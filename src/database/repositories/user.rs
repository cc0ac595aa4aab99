//! User repository implementation

use sqlx::SqlitePool;

use crate::models::user::User;
use crate::utils::errors::AuditError;

#[derive(Clone, Debug)]
pub struct UserRepository {
    pool: SqlitePool,
}

impl UserRepository {
    pub fn new(pool: SqlitePool) -> Self {
        Self { pool }
    }

    /// Insert a user row
    pub async fn create(&self, user: &User) -> Result<(), AuditError> {
        sqlx::query(
            r#"
            INSERT INTO users (id, name, email, department, role, created_at)
            VALUES (?1, ?2, ?3, ?4, ?5, ?6)
            "#,
        )
        .bind(&user.id)
        .bind(&user.name)
        .bind(&user.email)
        .bind(&user.department)
        .bind(user.role)
        .bind(user.created_at)
        .execute(&self.pool)
        .await?;

        Ok(())
    }

    /// Find user by ID
    pub async fn find_by_id(&self, id: &str) -> Result<Option<User>, AuditError> {
        let user = sqlx::query_as::<_, User>(
            "SELECT id, name, email, department, role, created_at FROM users WHERE id = ?1",
        )
        .bind(id)
        .fetch_optional(&self.pool)
        .await?;

        Ok(user)
    }

    /// Find user by email
    pub async fn find_by_email(&self, email: &str) -> Result<Option<User>, AuditError> {
        let user = sqlx::query_as::<_, User>(
            "SELECT id, name, email, department, role, created_at \
             FROM users WHERE email = ?1 LIMIT 1",
        )
        .bind(email)
        .fetch_optional(&self.pool)
        .await?;

        Ok(user)
    }

    /// List all users, oldest first
    pub async fn list_all(&self) -> Result<Vec<User>, AuditError> {
        let users = sqlx::query_as::<_, User>(
            "SELECT id, name, email, department, role, created_at \
             FROM users ORDER BY created_at ASC",
        )
        .fetch_all(&self.pool)
        .await?;

        Ok(users)
    }

    /// Count total users
    pub async fn count(&self) -> Result<i64, AuditError> {
        let count: (i64,) = sqlx::query_as("SELECT COUNT(*) FROM users")
            .fetch_one(&self.pool)
            .await?;

        Ok(count.0)
    }
}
————————
After reading the listing, copy all of it out exactly.

## RESPONSE TO THE TASK
filename src/database/repositories/user.rs
repository cc0ac595aa4aab99
//! User repository implementation

use sqlx::SqlitePool;

use crate::models::user::User;
use crate::utils::errors::AuditError;

#[derive(Clone, Debug)]
pub struct UserRepository {
    pool: SqlitePool,
}

impl UserRepository {
    pub fn new(pool: SqlitePool) -> Self {
        Self { pool }
    }

    /// Insert a user row
    pub async fn create(&self, user: &User) -> Result<(), AuditError> {
        sqlx::query(
            r#"
            INSERT INTO users (id, name, email, department, role, created_at)
            VALUES (?1, ?2, ?3, ?4, ?5, ?6)
            "#,
        )
        .bind(&user.id)
        .bind(&user.name)
        .bind(&user.email)
        .bind(&user.department)
        .bind(user.role)
        .bind(user.created_at)
        .execute(&self.pool)
        .await?;

        Ok(())
    }

    /// Find user by ID
    pub async fn find_by_id(&self, id: &str) -> Result<Option<User>, AuditError> {
        let user = sqlx::query_as::<_, User>(
            "SELECT id, name, email, department, role, created_at FROM users WHERE id = ?1",
        )
        .bind(id)
        .fetch_optional(&self.pool)
        .await?;

        Ok(user)
    }

    /// Find user by email
    pub async fn find_by_email(&self, email: &str) -> Result<Option<User>, AuditError> {
        let user = sqlx::query_as::<_, User>(
            "SELECT id, name, email, department, role, created_at \
             FROM users WHERE email = ?1 LIMIT 1",
        )
        .bind(email)
        .fetch_optional(&self.pool)
        .await?;

        Ok(user)
    }

    /// List all users, oldest first
    pub async fn list_all(&self) -> Result<Vec<User>, AuditError> {
        let users = sqlx::query_as::<_, User>(
            "SELECT id, name, email, department, role, created_at \
             FROM users ORDER BY created_at ASC",
        )
        .fetch_all(&self.pool)
        .await?;

        Ok(users)
    }

    /// Count total users
    pub async fn count(&self) -> Result<i64, AuditError> {
        let count: (i64,) = sqlx::query_as("SELECT COUNT(*) FROM users")
            .fetch_one(&self.pool)
            .await?;

        Ok(count.0)
    }
}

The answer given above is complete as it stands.